***** Dataset entries

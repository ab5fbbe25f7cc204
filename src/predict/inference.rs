//! Model inference for predictions

use std::collections::BTreeMap;

use crate::data::entities::Match;
use crate::features::schema::{check_columns, column_names};
use crate::features::transform::transform;
use crate::features::{FeatureTransformer, FeatureVector, ScalerHandle};
use crate::model::{Classifier, ClassifierArtifact};
use crate::{DotaError, Prediction, Result};

/// Classifier paired with the scaler it was trained against
pub struct Predictor<C: Classifier> {
    classifier: C,
    scaler: ScalerHandle,
    version: u64,
}

impl<C: Classifier> Predictor<C> {
    pub fn new(classifier: C, scaler: ScalerHandle, version: u64) -> Self {
        Predictor {
            classifier,
            scaler,
            version,
        }
    }

    /// Load the latest classifier and its scaler in one read scope
    pub fn load(transformer: &FeatureTransformer) -> Result<Self> {
        transformer.registry().read(|store| {
            let (version, artifact) =
                ClassifierArtifact::<C>::load_latest(store)?.ok_or(DotaError::NoModel)?;
            let scaler = transformer.latest_in(store)?;
            if artifact.scaler_version != scaler.version {
                return Err(DotaError::Model(format!(
                    "Classifier v{} was trained against scaler v{}, but v{} is stored",
                    version, artifact.scaler_version, scaler.version
                )));
            }
            log::debug!("Loaded classifier v{} (scaler v{})", version, scaler.version);
            Ok(Predictor::new(artifact.classifier, scaler, version))
        })
    }

    pub fn version(&self) -> u64 {
        self.version
    }

    pub fn scaler(&self) -> &ScalerHandle {
        &self.scaler
    }

    pub fn classifier(&self) -> &C {
        &self.classifier
    }

    /// Predict from an already scaled feature vector
    pub fn predict_for(&self, features: &FeatureVector) -> Result<Prediction> {
        check_columns(self.classifier.columns(), &column_names())?;
        let probabilities = self
            .classifier
            .predict_proba(&[features.to_vec()])?
            .into_iter()
            .next()
            .ok_or_else(|| DotaError::Model("Classifier returned no probabilities".to_string()))?;
        Ok(Prediction::from_probabilities(probabilities))
    }

    /// Predict from a scaled column map; the key set must equal the trained columns
    pub fn predict_named(&self, features: &BTreeMap<String, f32>) -> Result<Prediction> {
        self.predict_for(&FeatureVector::from_named(features)?)
    }

    /// Scale a built match and predict it. Returns the scaled snapshot as well.
    pub fn predict_match(&self, m: &Match) -> Result<(FeatureVector, Prediction)> {
        let scaled = transform(m, &self.scaler)?;
        let prediction = self.predict_for(&scaled)?;
        Ok((scaled, prediction))
    }
}

/// Format a prediction for display
pub fn format_prediction(pred: &Prediction, radiant_name: &str, dire_name: &str) -> String {
    let (winner, win_prob) = if pred.label == crate::RADIANT_WIN {
        (radiant_name, pred.radiant_win_prob())
    } else {
        (dire_name, 1.0 - pred.radiant_win_prob())
    };

    format!(
        r#"
┌─────────────────────────────────────────────────┐
│  {} (Radiant) vs {} (Dire)
├─────────────────────────────────────────────────┤
│  Predicted winner: {} {:.1}%
│  Confidence:       {}
└─────────────────────────────────────────────────┘
"#,
        radiant_name,
        dire_name,
        winner,
        win_prob * 100.0,
        pred.confidence()
    )
}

**********

■ Requirement
Having output the line that contains "let (version, artifact)", stop. Every line before it, back to the first line of the data, must be reproduced exactly.

■ Final answer
repository ab5fbbe25f7cc204
filename src/predict/inference.rs
//! Model inference for predictions

use std::collections::BTreeMap;

use crate::data::entities::Match;
use crate::features::schema::{check_columns, column_names};
use crate::features::transform::transform;
use crate::features::{FeatureTransformer, FeatureVector, ScalerHandle};
use crate::model::{Classifier, ClassifierArtifact};
use crate::{DotaError, Prediction, Result};

/// Classifier paired with the scaler it was trained against
pub struct Predictor<C: Classifier> {
    classifier: C,
    scaler: ScalerHandle,
    version: u64,
}

impl<C: Classifier> Predictor<C> {
    pub fn new(classifier: C, scaler: ScalerHandle, version: u64) -> Self {
        Predictor {
            classifier,
            scaler,
            version,
        }
    }

    /// Load the latest classifier and its scaler in one read scope
    pub fn load(transformer: &FeatureTransformer) -> Result<Self> {
        transformer.registry().read(|store| {
            let (version, artifact) =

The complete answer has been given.